Membranes are blocked in Tris-buffered saline, pH 7.6, containing 0.1% of Tween 20 (TBST) and 5% skimmed milk for 2 hours at room temperature and then incubated overnight, with the following antibodies: anti-β-actin (1:2500, Abcam, Cambridge, UK), anti-caspase 3 (1:1000, Abcam, Cambridge, UK), anti-GluA1 (1:2000, Abcam, Cambridge, UK), anti-GluA2 (1:500, Abcam, Cambridge, UK), anti-pS845 GluA1 (1:500, PhosphoSolutions, Aurora), anti-pS880 GluA2 (1:500, PhosphoSolutions, Aurora) e anti-NCS-1 (Abcam, Cambridge, UK), which are dissolved in TBS-T with 5% bovine serum albumin. Membranes are then washed 3 times with TBS-T and incubated for 120 minutes at room temperature in TBS-T with 1% skimmed milk containing anti-rabbit IgG H&L (HPR) (Abcam, Cambridge, UK) secondary antibody, detected using ECL Western Blotting Substrate Kit (Abcam, Cambridge, UK). Pre-stained molecular weight protein markers (SuperSignal Molecular Weight Protein Ladder, Thermo Scientific, Rockford, USA) are used to determine the detected bands molecular weight and confirm antibodies target specificity. The densitometric quantification will be performed using Chemiluminescent photo finder (Kodak/Carestream, model GL2200).
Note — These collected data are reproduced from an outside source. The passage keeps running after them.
use std::sync::Arc;

use super::*;
use crate::domain::content::{BodyCatalog, BodyDescriptor, BodyKind};
use crate::rigid_body::Vec2;

const VIEW_W: f32 = 1000.0;
const VIEW_H: f32 = 500.0;
const SETTLE_EPS: f32 = 0.08; // px/ms

fn descriptor(id: &str, kind: BodyKind, width: f32, height: f32) -> BodyDescriptor {
    BodyDescriptor {
        id: id.to_string(),
        kind,
        width,
        height,
        color: None,
        hex: None,
        name: None,
        label: None,
        icon: None,
    }
}

/// 8 swatch cards + 6 pills, the concrete scenario from the design notes.
fn scenario_catalog() -> BodyCatalog {
    let mut bodies = Vec::new();
    for i in 0..8 {
        bodies.push(descriptor(&format!("swatch-{}", i), BodyKind::Card, 160.0, 280.0));
    }
    for i in 0..6 {
        bodies.push(descriptor(&format!("pill-{}", i), BodyKind::Pill, 120.0, 48.0));
    }
    BodyCatalog::from_descriptors(bodies).expect("scenario catalog is valid")
}

fn scenario_core(seed: u32) -> PlaygroundCore {
    let mut core = PlaygroundCore::with_catalog(Arc::new(scenario_catalog()));
    core.set_seed(seed);
    core.initialize(VIEW_W, VIEW_H).expect("initialize");
    core
}

fn step_ms(core: &mut PlaygroundCore, total_ms: f32) {
    let steps = (total_ms / 16.0).ceil() as u32;
    for _ in 0..steps {
        core.step(16.0);
    }
}

#[test]
fn initialize_rejects_bad_viewport() {
    let mut core = scenario_core(7);
    core.reset();
    assert!(core.initialize(0.0, 500.0).is_err());
    assert!(core.initialize(1000.0, -1.0).is_err());
    assert!(core.initialize(1000.0, f32::NAN).is_err());
    assert!(!core.is_initialized());
}

#[test]
fn catalog_rejects_degenerate_descriptors() {
    assert!(BodyCatalog::from_descriptors(Vec::new()).is_err());

    let dup = vec![
        descriptor("a", BodyKind::Pill, 100.0, 48.0),
        descriptor("a", BodyKind::Pill, 100.0, 48.0),
    ];
    assert!(BodyCatalog::from_descriptors(dup).is_err());

    let flat = vec![descriptor("a", BodyKind::Card, 160.0, 0.0)];
    assert!(BodyCatalog::from_descriptors(flat).is_err());
}

#[test]
fn initialize_is_idempotent() {
    let mut core = scenario_core(42);
    let before = core.sample();
    assert!(core.initialize(VIEW_W, VIEW_H).is_ok());
    assert_eq!(core.dynamic_body_count(), 14);
    assert_eq!(core.sample(), before);
}

#[test]
fn bodies_drop_in_from_above_the_viewport() {
    let core = scenario_core(1);
    let snapshot = core.sample();
    assert_eq!(snapshot.poses.len(), 14);
    for pose in &snapshot.poses {
        assert!(pose.y < 0.0, "{} should start above view, got {}", pose.id, pose.y);
        assert!((-750.0..=-150.0).contains(&pose.y), "{} at {}", pose.id, pose.y);
        assert!(pose.angle.abs() <= 0.151, "{} tilted {}", pose.id, pose.angle);
    }
}

#[test]
fn placement_is_reproducible_per_seed() {
    let a = scenario_core(99).sample();
    let b = scenario_core(99).sample();
    assert_eq!(a, b);

    let c = scenario_core(100).sample();
    assert_ne!(a, c);
}

#[test]
fn bodies_settle_within_bounds_after_five_seconds() {
    let mut core = scenario_core(3);
    core.start();
    step_ms(&mut core, 5000.0);

    let mut settled = 0;
    for body in core.bodies().iter().filter(|b| !b.is_static) {
        assert!(body.pos.x.is_finite() && body.pos.y.is_finite());
        assert!(
            (0.0..=VIEW_W).contains(&body.pos.x),
            "body {} escaped horizontally: {}",
            body.id,
            body.pos.x
        );
        let sink = body.lowest_point_y() - VIEW_H;
        assert!(
            sink < 1.5,
            "body {} buried {}px in the floor",
            body.id,
            sink
        );
        if body.velocity.y.abs() < SETTLE_EPS {
            settled += 1;
        }
    }
    let total = core.dynamic_body_count();
    assert!(
        settled * 10 >= total * 9,
        "only {}/{} bodies settled",
        settled,
        total
    );
    // The drop-in effect resolves: everyone ends up in the visible area.
    for pose in &core.sample().poses {
        assert!(pose.y > 0.0, "{} still above view at {}", pose.id, pose.y);
    }
}

#[test]
fn floor_holds_under_extended_stepping() {
    let mut core = scenario_core(8);
    core.start();
    step_ms(&mut core, 10_000.0);
    for body in core.bodies().iter().filter(|b| !b.is_static) {
        assert!(body.lowest_point_y() < VIEW_H + 1.5);
    }
}

/// Pile weight must never press a small body into the floor; the bound is
/// on the lowest vertex, not the centre, so a half-buried body fails.
#[test]
fn floor_supports_the_full_pile_across_seeds() {
    for seed in [1, 3, 5, 8, 11, 14, 17, 20, 23, 26, 28, 30] {
        let mut core = PlaygroundCore::new();
        core.set_seed(seed);
        core.initialize(VIEW_W, VIEW_H).expect("initialize");
        core.start();
        for _ in 0..600 {
            core.step(16.0);
        }
        for body in core.bodies().iter().filter(|b| !b.is_static) {
            let sink = body.lowest_point_y() - VIEW_H;
            assert!(
                sink < 1.5,
                "seed {}: body {} buried {}px in the floor",
                seed,
                body.id,
                sink
            );
            assert!(
                (0.0..=VIEW_W).contains(&body.pos.x),
                "seed {}: body {} escaped horizontally: {}",
                seed,
                body.id,
                body.pos.x
            );
        }
    }
}

#[test]
fn press_on_empty_space_is_a_noop() {
    let mut core = scenario_core(5);
    core.start();
    step_ms(&mut core, 4000.0);

    // Far above the settled pile: nothing to hit.
    assert!(!core.press_start(VIEW_W / 2.0, -2000.0));
    assert!(!core.has_drag());

    // Releasing and moving with no active drag must not panic.
    core.release();
    core.pointer_move(10.0, 10.0);
}

#[test]
fn only_one_drag_constraint_at_a_time() {
    let mut core = scenario_core(5);
    core.start();
    step_ms(&mut core, 4000.0);

    let snapshot = core.sample();
    let first = &snapshot.poses[0];
    let second = &snapshot.poses[7];

    assert!(core.press_start(first.x, first.y));
    assert!(core.has_drag());

    // Second simultaneous press is ignored, even over another body.
    assert!(!core.press_start(second.x, second.y));
    assert!(core.has_drag());

    core.release();
    assert!(!core.has_drag());
    core.release(); // redundant release is fine
}

#[test]
fn dragged_body_follows_the_pointer_and_is_freed_on_release() {
    let mut core = scenario_core(11);
    core.start();
    step_ms(&mut core, 5000.0);

    // Grab the left-most body so there is room to pull it right.
    let snapshot = core.sample();
    let target = snapshot
        .poses
        .iter()
        .min_by(|a, b| a.x.total_cmp(&b.x))
        .expect("bodies exist")
        .clone();

    assert!(core.press_start(target.x, target.y));

    // Pull 200px to the right over 10 pointer frames.
    for i in 1..=10 {
        core.pointer_move(target.x + 20.0 * (i as f32), target.y);
        step_ms(&mut core, 48.0);
    }
    core.release();
    assert!(!core.has_drag());

    let dragged = core.query(&target.id).expect("body still exists");
    assert!(
        dragged.x > target.x + 50.0,
        "drag moved {} from {} only to {}",
        target.id,
        target.x,
        dragged.x
    );

    // Free again: keeps simulating under gravity and stays in bounds.
    step_ms(&mut core, 3000.0);
    let rested = core.query(&target.id).expect("body still exists");
    assert!((0.0..=VIEW_W).contains(&rested.x));
    assert!(rested.y > 0.0 && rested.y < VIEW_H);
}

#[test]
fn teardown_is_idempotent_and_freezes_poses() {
    let mut core = scenario_core(2);
    core.start();
    step_ms(&mut core, 500.0);

    core.stop();
    let frame = core.frame();
    let frozen = core.sample();

    core.step(16.0);
    core.advance(160.0);
    assert_eq!(core.frame(), frame);
    assert_eq!(core.sample(), frozen);

    core.stop(); // second stop is a safe no-op
    assert!(!core.is_running());

    core.start();
    core.step(16.0);
    assert_eq!(core.frame(), frame + 1);
}

#[test]
fn stepping_without_start_does_nothing() {
    let mut core = scenario_core(2);
    let before = core.sample();
    core.step(16.0);
    core.advance(160.0);
    assert_eq!(core.sample(), before);
    assert_eq!(core.frame(), 0);
}

#[test]
fn snapshots_are_independent_values() {
    let core = scenario_core(6);
    let mut first = core.sample();
    let second = core.sample();
    assert_eq!(first, second);

    // Mutating a handed-out snapshot cannot leak back into the world.
    first.poses[0].x += 1000.0;
    assert_eq!(core.sample(), second);
}

#[test]
fn query_matches_snapshot_and_tolerates_unknown_ids() {
    let core = scenario_core(4);
    let snapshot = core.sample();
    let pose = core.query("swatch-0").expect("known body");
    assert_eq!(&pose, &snapshot.poses[0]);
    assert!(core.query("no-such-body").is_none());
}

#[test]
fn advance_runs_fixed_ticks_and_caps_backlog() {
    let mut core = scenario_core(12);
    core.start();

    core.advance(35.0); // two 16.67ms ticks, remainder carried
    assert_eq!(core.frame(), 2);

    core.advance(60_000.0); // a huge frame gap must not spiral
    assert!(core.frame() <= 2 + 5);
}

#[test]
fn escaped_body_is_recovered_on_the_next_step() {
    let mut core = scenario_core(9);
    core.start();

    // Force a tunneling outcome by hand.
    let index = core
        .bodies
        .iter()
        .position(|b| !b.is_static)
        .expect("dynamic body");
    core.bodies[index].pos = Vec2::new(VIEW_W / 2.0, VIEW_H + 400.0);
    core.bodies[index].velocity = Vec2::new(0.0, 3.0);

    core.step(16.0);

    let body = &core.bodies[index];
    assert!(body.pos.y < VIEW_H);
    assert_eq!(body.velocity, Vec2::zero());
}

#[test]
fn pose_buffer_carries_triples_in_catalog_order() {
    let mut core = scenario_core(13);
    let len = core.fill_pose_buffer();
    assert_eq!(len, 14 * 3);

    let snapshot = core.sample();
    let buffer = core.pose_buffer_slice();
    for (i, pose) in snapshot.poses.iter().enumerate() {
        assert_eq!(buffer[i * 3], pose.x);
        assert_eq!(buffer[i * 3 + 1], pose.y);
        assert_eq!(buffer[i * 3 + 2], pose.angle);
    }
}

#[test]
fn sample_json_is_well_formed() {
    let core = scenario_core(14);
    let json = core.sample_json();
    let value: serde_json::Value = serde_json::from_str(&json).expect("valid json");
    assert_eq!(value["poses"].as_array().map(|a| a.len()), Some(14));
    assert!(value["poses"][0]["id"].is_string());
    assert!(value["poses"][0]["angle"].is_number());
}

#[test]
fn load_content_bundle_replaces_catalog_and_resets() {
    let mut core = scenario_core(15);
    let json = r#"{
        "bodies": [
            {"id": "pill-solo", "kind": "pill", "width": 120.0, "height": 48.0, "label": "Solo"}
        ]
    }"#;
    core.load_content_bundle_json(json).expect("bundle parses");
    assert!(!core.is_initialized());

    core.initialize(VIEW_W, VIEW_H).expect("re-initialize");
    assert_eq!(core.dynamic_body_count(), 1);
    assert_eq!(core.sample().poses[0].id, "pill-solo");

    // Malformed bundles are rejected outright.
    assert!(core.load_content_bundle_json("{\"bodies\": []}").is_err());
    assert!(core.load_content_bundle_json("not json").is_err());
}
Data from recognition indexes, total time exploring both objects in the training session, latencies to step-down and data from the experiments evaluating open field behavior, as well western blot are expressed as mean ± standard deviation (S.D.). Comparisons among experimental groups will be performed using one-way analysis of variance (ANOVA) followed by Tukey’s post-hoc tests when necessary, using GraphPad Prism® software version 5.01. In all comparisons, p values less than 0.05 were considered to indicate statistical significance.